» **Brief**:
Find and copy the lines in the records beneath this task that contain the word "validate".

» **Data to process**:
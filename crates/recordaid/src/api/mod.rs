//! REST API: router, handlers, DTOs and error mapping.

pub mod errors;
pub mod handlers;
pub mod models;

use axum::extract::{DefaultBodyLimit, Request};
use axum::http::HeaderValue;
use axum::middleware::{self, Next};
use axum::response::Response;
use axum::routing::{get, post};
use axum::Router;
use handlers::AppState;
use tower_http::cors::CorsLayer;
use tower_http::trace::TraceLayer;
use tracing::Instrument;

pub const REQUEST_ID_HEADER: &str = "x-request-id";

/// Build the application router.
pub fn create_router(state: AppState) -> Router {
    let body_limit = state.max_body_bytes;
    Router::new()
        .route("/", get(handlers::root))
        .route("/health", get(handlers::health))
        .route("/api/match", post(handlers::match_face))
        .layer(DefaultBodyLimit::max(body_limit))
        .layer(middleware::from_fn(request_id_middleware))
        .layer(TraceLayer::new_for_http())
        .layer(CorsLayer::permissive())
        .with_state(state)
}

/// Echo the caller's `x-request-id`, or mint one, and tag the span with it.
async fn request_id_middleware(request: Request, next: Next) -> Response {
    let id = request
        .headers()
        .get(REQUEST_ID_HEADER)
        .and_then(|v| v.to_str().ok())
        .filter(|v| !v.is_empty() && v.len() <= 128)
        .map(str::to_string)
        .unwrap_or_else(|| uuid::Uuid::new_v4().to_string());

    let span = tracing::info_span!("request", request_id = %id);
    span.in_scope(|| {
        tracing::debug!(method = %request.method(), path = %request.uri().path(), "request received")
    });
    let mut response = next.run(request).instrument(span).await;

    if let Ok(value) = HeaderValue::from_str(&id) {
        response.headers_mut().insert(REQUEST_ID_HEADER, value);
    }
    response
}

---

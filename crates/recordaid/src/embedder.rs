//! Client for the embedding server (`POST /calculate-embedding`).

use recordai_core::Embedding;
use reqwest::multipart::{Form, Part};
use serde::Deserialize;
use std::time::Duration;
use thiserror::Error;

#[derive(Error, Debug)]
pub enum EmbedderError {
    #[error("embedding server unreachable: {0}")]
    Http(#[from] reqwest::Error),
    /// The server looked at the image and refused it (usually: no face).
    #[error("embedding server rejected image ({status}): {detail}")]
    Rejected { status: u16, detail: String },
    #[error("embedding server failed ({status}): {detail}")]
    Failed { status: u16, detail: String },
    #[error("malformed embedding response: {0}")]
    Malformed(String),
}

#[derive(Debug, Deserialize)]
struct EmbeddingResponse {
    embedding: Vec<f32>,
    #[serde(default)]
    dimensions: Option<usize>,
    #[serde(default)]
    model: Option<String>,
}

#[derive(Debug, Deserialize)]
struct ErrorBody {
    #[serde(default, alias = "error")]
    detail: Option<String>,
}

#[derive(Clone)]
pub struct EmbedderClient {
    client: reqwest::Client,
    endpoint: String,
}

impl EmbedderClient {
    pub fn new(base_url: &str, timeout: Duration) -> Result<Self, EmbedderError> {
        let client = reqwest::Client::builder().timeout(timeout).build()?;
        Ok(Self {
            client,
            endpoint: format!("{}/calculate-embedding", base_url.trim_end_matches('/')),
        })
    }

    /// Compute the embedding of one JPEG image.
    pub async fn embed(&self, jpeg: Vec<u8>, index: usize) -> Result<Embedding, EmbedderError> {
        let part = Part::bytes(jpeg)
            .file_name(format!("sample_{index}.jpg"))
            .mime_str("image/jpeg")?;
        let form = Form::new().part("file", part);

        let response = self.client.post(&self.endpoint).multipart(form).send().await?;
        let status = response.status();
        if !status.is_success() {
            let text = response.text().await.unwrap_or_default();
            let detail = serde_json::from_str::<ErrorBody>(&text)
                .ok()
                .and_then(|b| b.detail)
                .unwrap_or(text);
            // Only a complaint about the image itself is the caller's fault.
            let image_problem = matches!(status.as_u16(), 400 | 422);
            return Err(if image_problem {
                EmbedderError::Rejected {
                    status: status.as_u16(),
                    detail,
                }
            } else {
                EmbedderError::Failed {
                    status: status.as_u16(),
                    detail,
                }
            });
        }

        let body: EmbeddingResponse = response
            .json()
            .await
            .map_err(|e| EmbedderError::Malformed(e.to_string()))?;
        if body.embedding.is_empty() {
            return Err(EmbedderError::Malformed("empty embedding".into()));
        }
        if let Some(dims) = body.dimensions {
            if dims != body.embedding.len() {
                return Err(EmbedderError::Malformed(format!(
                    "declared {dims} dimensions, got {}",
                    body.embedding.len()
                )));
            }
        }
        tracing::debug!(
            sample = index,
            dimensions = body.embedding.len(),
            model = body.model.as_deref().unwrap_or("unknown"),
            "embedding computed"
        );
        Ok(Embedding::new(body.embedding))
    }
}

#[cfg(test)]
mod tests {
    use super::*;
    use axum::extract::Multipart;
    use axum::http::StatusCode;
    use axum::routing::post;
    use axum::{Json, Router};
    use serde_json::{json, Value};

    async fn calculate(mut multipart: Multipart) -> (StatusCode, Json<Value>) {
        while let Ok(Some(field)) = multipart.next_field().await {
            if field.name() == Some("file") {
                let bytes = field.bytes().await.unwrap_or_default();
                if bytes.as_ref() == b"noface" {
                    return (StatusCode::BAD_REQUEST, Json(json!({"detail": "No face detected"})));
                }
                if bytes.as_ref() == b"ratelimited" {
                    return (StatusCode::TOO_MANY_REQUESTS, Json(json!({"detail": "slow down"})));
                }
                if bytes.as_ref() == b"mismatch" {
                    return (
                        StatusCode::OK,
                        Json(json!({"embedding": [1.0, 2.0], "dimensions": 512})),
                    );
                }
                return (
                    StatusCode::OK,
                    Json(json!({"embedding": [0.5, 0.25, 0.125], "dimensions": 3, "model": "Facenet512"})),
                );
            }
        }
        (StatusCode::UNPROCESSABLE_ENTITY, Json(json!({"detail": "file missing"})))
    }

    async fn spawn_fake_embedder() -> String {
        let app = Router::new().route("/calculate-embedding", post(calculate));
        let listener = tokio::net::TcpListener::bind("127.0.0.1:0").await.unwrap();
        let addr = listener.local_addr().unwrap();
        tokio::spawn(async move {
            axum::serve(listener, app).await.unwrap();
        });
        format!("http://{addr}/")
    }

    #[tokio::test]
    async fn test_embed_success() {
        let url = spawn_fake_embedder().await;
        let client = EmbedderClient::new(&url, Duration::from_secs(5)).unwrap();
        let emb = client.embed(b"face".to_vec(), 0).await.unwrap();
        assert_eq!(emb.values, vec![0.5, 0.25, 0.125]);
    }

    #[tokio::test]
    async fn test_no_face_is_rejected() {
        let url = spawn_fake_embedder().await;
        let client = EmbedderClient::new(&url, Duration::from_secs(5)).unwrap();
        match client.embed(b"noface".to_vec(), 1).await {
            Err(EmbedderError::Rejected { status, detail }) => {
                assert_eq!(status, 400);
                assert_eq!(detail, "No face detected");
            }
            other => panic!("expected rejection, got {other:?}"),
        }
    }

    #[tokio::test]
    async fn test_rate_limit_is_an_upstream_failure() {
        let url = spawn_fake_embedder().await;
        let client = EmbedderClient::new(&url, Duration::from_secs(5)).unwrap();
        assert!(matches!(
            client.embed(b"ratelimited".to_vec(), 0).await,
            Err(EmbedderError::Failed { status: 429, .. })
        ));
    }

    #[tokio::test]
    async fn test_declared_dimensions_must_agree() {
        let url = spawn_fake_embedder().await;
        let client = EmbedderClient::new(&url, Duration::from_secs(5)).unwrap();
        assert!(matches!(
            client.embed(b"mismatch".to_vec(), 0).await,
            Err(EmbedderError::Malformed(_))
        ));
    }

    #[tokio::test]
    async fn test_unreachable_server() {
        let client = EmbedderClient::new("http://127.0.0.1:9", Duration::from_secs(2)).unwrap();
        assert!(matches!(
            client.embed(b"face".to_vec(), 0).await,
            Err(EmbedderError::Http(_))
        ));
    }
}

* * *

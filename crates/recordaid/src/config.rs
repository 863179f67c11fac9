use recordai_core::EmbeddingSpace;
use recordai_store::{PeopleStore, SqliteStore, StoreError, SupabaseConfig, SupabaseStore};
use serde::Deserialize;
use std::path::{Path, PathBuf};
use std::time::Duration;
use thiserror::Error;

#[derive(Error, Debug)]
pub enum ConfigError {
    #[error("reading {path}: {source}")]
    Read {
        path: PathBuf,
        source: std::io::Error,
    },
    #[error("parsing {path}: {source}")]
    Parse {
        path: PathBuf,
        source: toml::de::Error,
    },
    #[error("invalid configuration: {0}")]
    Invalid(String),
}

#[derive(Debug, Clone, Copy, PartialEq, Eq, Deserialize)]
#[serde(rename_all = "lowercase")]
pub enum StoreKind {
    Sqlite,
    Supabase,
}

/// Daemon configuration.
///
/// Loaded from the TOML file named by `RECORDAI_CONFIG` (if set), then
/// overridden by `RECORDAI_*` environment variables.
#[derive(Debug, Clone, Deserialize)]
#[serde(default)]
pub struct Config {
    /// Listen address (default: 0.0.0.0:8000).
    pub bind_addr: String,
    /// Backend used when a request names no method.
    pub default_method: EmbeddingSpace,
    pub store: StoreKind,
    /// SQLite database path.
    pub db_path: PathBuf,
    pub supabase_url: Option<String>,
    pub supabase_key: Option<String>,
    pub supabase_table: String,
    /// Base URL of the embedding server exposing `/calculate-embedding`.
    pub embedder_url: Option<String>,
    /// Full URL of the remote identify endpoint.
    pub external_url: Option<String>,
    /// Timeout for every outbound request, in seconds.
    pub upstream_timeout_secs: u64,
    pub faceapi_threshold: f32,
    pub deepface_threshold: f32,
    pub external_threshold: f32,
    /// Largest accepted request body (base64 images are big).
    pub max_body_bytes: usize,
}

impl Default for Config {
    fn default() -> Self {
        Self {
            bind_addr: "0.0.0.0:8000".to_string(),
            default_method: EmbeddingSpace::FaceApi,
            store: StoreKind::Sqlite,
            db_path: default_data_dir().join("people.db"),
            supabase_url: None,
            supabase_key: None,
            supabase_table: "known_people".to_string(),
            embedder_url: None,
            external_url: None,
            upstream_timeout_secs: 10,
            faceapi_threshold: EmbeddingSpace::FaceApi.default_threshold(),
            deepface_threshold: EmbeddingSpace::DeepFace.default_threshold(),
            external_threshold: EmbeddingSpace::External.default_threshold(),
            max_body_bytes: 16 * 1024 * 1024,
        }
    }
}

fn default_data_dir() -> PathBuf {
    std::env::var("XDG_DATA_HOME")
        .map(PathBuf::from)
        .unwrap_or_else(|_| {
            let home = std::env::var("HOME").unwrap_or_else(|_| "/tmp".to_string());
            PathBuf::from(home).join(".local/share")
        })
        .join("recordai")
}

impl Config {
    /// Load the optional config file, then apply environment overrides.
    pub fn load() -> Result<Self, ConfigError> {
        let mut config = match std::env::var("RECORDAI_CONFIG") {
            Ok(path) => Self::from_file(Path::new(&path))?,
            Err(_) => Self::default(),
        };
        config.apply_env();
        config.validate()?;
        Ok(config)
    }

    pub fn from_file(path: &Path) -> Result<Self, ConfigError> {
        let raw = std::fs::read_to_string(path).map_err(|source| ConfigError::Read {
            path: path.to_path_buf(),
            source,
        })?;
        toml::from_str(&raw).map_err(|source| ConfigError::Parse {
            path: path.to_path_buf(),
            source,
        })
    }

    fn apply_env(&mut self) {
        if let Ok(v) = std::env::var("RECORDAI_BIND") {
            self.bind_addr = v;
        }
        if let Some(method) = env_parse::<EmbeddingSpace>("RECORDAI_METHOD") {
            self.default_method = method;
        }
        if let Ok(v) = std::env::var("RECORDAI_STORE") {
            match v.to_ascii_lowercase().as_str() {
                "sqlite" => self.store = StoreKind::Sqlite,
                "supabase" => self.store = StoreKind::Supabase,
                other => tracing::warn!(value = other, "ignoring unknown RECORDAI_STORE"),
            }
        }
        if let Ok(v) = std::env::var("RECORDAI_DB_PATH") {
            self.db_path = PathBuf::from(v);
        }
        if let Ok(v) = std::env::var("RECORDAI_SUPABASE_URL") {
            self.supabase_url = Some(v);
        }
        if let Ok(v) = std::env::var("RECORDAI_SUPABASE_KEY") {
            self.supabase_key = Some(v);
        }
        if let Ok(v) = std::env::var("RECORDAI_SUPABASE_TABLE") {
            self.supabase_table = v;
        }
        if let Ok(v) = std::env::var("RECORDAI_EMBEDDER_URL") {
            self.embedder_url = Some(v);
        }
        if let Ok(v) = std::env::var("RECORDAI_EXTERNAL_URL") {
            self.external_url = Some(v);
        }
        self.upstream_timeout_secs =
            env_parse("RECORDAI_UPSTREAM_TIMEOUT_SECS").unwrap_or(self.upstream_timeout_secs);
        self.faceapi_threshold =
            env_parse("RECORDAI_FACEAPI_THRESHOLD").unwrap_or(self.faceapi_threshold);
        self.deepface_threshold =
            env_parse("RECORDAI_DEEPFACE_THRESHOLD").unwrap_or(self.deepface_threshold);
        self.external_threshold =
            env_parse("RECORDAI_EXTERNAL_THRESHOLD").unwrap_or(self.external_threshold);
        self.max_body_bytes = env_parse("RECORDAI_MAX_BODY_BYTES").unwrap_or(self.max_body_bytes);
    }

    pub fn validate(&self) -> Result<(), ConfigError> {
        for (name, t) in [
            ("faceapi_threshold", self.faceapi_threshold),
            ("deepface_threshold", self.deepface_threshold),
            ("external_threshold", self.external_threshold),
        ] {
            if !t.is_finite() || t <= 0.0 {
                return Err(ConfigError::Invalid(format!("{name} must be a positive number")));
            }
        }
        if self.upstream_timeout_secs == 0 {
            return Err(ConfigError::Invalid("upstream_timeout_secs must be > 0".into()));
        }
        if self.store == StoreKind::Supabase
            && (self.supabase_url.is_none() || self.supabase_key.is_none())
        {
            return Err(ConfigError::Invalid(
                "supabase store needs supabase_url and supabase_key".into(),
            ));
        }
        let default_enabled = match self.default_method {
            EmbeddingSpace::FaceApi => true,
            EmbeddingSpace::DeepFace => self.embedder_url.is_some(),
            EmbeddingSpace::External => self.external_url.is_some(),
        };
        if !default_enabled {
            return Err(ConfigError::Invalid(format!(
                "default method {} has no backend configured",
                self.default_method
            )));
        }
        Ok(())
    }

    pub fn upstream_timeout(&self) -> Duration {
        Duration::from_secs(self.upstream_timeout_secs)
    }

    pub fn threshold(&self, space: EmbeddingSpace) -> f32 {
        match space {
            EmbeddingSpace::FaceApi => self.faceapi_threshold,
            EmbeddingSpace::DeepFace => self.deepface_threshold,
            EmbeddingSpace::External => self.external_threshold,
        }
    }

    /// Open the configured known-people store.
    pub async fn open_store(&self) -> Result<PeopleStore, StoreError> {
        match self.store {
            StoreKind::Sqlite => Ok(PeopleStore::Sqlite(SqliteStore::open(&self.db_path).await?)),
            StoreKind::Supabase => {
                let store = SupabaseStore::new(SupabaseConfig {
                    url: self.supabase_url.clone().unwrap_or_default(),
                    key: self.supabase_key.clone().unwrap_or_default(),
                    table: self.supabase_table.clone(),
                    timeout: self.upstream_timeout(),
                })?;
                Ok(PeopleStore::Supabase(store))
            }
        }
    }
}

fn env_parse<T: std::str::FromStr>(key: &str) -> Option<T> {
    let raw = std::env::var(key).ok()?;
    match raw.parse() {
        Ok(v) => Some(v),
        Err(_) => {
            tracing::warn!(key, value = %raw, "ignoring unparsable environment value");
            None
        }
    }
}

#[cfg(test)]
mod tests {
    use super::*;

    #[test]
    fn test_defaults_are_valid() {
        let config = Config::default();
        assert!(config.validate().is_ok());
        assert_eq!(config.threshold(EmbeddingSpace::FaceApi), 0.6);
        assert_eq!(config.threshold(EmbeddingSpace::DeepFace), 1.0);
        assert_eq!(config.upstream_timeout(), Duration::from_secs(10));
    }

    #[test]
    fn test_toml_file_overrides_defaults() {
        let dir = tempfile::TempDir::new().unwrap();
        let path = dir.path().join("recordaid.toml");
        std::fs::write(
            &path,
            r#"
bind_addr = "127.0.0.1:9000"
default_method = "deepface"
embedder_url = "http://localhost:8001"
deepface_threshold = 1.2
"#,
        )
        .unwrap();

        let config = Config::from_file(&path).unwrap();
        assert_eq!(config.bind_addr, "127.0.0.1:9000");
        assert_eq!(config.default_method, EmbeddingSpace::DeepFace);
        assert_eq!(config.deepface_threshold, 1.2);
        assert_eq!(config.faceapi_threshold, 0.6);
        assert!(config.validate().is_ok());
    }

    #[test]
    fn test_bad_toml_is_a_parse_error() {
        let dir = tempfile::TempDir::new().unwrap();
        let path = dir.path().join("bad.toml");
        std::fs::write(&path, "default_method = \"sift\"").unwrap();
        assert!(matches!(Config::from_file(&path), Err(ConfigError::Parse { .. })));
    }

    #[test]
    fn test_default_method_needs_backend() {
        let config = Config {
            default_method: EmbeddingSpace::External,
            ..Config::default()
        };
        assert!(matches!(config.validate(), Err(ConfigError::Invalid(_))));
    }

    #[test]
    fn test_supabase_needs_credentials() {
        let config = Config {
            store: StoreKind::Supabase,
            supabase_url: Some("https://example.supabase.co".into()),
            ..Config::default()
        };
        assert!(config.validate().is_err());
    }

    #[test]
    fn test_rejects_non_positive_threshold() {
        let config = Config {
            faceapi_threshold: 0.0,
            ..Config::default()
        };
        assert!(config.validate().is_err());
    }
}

» **Response area**:
        config.validate()?;
    pub fn validate(&self) -> Result<(), ConfigError> {
        assert!(config.validate().is_ok());
        assert!(config.validate().is_ok());
        assert!(matches!(config.validate(), Err(ConfigError::Invalid(_))));
        assert!(config.validate().is_err());
        assert!(config.validate().is_err());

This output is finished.